Byron York notes that some Obama defenders are circulating articles from the Huffington Post and Politico arguing that President Obama is being subjected to a double standard of criticism for his handling of the Detroit terrorism incident. This claim is based on the fact that, as Politico’s Josh Gerstein notes, when shoe-bomber Richard Reid struck on December 22, 2001, “it was six days before President George W. Bush, then on vacation, made any public remarks…and there were virtually no complaints from the press or any opposition Democrats that his response was sluggish or inadequate.” Yet despite what Gerstein calls striking similarities between the Reid case and the Detroit incident, Obama has become the target of “withering” criticism from Republicans and some in the press.
As I suggested last night, some of the criticism of Obama’s reaction to the Christmas bombing attempt seems somewhat unfair. I don’t think it matters, for example, that Obama wasn’t wearing a tie when he spoke about the incident. Nor does it bother me that he continues to play golf during his vacation. If I thought that curtailing his vacation plans would induce Obama to send the would-be bomber to Gitmo, I’d be in favor of the curtailment. But that’s not in the cards. (Bush did not send Reid to a special facility — apparently that option hadn’t been devised yet — but Jose Padilla later was sent to one).
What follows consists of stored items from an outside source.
/// Default number of fields considered on each row
pub const MAX_COLUMNS: usize = 100;

/// Default number of characters considered on each row
pub const MAX_LINE_LENGTH: usize = 4096;

/// Treatment of tokens that are not valid numbers.
#[derive(Debug, Clone, Copy, PartialEq, Eq, Default)]
pub enum ParseMode {
    /// Take the longest numeric prefix of the token, or `0.0` if there is none.
    /// Malformed tokens are counted and reported through `log::warn!`.
    #[default]
    Permissive,
    /// Fail with [`TableError::Parse`] on the first malformed token.
    Strict,
}

/// Reader configuration.
#[derive(Debug, Clone, PartialEq)]
pub struct CsvOptions {
    delimiter: char,
    row_start: usize,
    col_start: usize,
    max_columns: usize,
    max_line_length: usize,
    parse: ParseMode,
}

impl Default for CsvOptions {
    fn default() -> Self {
        Self {
            delimiter: ',',
            row_start: 0,
            col_start: 0,
            max_columns: MAX_COLUMNS,
            max_line_length: MAX_LINE_LENGTH,
            parse: ParseMode::Permissive,
        }
    }
}

impl CsvOptions {
    pub fn new() -> Self {
        Self::default()
    }

    /// Field separator; `,` by default.
    pub fn delimiter(mut self, delimiter: char) -> Self {
        self.delimiter = delimiter;
        self
    }

    /// Number of leading rows to skip when extracting columns, e.g. a header.
    pub fn row_start(mut self, rows: usize) -> Self {
        self.row_start = rows;
        self
    }

    /// Offset added to every requested column index.
    pub fn col_start(mut self, cols: usize) -> Self {
        self.col_start = cols;
        self
    }

    /// Fields past this count on a row are ignored.
    pub fn max_columns(mut self, n: usize) -> Self {
        self.max_columns = n;
        self
    }

    /// Characters past this count on a row are ignored.
    pub fn max_line_length(mut self, n: usize) -> Self {
        self.max_line_length = n;
        self
    }

    pub fn parse_mode(mut self, mode: ParseMode) -> Self {
        self.parse = mode;
        self
    }
}
//! The decoded, owned table.
use log::debug;

/// An N-dimensional lookup table on a rectilinear grid.
///
/// Assumes C-style ordering of data (z(x0, y0), z(x0, y1), ..., z(x0, yn), z(x1, y0), ...).
/// Assumes breakpoints are monotonically _increasing_. This is not checked on
/// construction; evaluation rejects any cell it uses that has a non-positive width.
///
/// Tables are only produced by [`crate::codec::decode`] (directly or through the
/// builders), which guarantees the shape invariants:
/// * `1 <= rank <= MAX_RANK`
/// * every dimension has at least one breakpoint
/// * `data.len()` is exactly the product of the dimensions
///
/// A table is never mutated after construction, so it can be shared freely
/// between evaluators.
#[derive(Debug, Clone, PartialEq)]
pub struct NdTable {
    /// Size of each dimension
    pub(crate) dims: Vec<usize>,

    /// x, y, ... breakpoints, each entry of size dims[i]
    pub(crate) axes: Vec<Vec<f64>>,

    /// Cumulative product of higher dimensions, used for indexing
    pub(crate) strides: Vec<usize>,

    /// Values at each grid point, size prod(dims)
    pub(crate) data: Vec<f64>,
}

impl NdTable {
    /// Assemble a table from parts that have already been validated.
    pub(crate) fn from_parts(axes: Vec<Vec<f64>>, data: Vec<f64>) -> Self {
        let dims: Vec<usize> = axes.iter().map(|a| a.len()).collect();
        let ndims = dims.len();

        // Each entry is the cumulative product of the size of dimensions
        // higher than this one, which is the stride between blocks
        // relating to a given index along each dimension.
        let mut strides = vec![1_usize; ndims];
        let mut acc = 1;
        for i in 0..ndims {
            strides[ndims - i - 1] = acc;
            acc *= dims[ndims - i - 1];
        }

        Self {
            dims,
            axes,
            strides,
            data,
        }
    }

    /// Number of dimensions
    pub fn rank(&self) -> usize {
        self.dims.len()
    }

    /// Number of breakpoints on each axis
    pub fn dims(&self) -> &[usize] {
        &self.dims
    }

    /// Breakpoints of every axis, in axis order
    pub fn axes(&self) -> &[Vec<f64>] {
        &self.axes
    }

    /// Breakpoints of one axis
    pub fn axis(&self, i: usize) -> Option<&[f64]> {
        self.axes.get(i).map(|a| &a[..])
    }

    /// Row-major data block
    pub fn data(&self) -> &[f64] {
        &self.data
    }

    /// Stored value at a grid index, one entry per axis.
    pub fn value_at(&self, index: &[usize]) -> Option<f64> {
        if index.len() != self.rank() || index.iter().zip(&self.dims).any(|(&i, &n)| i >= n) {
            return None;
        }
        let offset: usize = index.iter().zip(&self.strides).map(|(i, s)| i * s).sum();
        self.data.get(offset).copied()
    }

    /// Serialize back to the flat buffer layout.
    pub fn to_flat_buffer(&self) -> Vec<f64> {
        crate::codec::encode(self)
    }

    /// Release the table. Consuming the handle makes any later use a compile error.
    pub fn close(self) {
        debug!("closing table with dims {:?}", self.dims);
    }
}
On the other hand, team Obama appears to have brought some of the excessive scrutiny of the president’s atmospherics on itself. Administration spokesmen fed sympathetic media types like Marc Ambinder and Anne Kornblut the theme that Obama intentionally played it cool by calibrating his response to the attempted Christmas bombing, so as to keep the public calm (or something). Thus, it isn’t terribly unfair to criticize the president’s apparently studied response if one considers it inappropriate.
More fundamentally, as Byron explains, Obama’s conduct has raised questions about his commitment to preventing terrorism that simply didn’t exist when it came to President Bush. The war on terrorism (a phrase Obama tellingly refuses to use) presents numerous decision-points that require a president to strike a balance between maximizing the assault on terrorists and their plans and maximizing civil liberites. Obama and Bush differ as to where the correct balance lies, with Obama believing it lies further on the civil liberties side than Bush did.
Thus, Byron is correct when he argues that, at the time Reid was captured, there was little if any doubt that Bush “was serious about using all the powers of the U.S. government to strike back at the terrorists.” This is not the case with Obama, and it is that reality, rather than a “double standard,” that explains why “there are so many questions about the president’s handling of the Detroit incident.”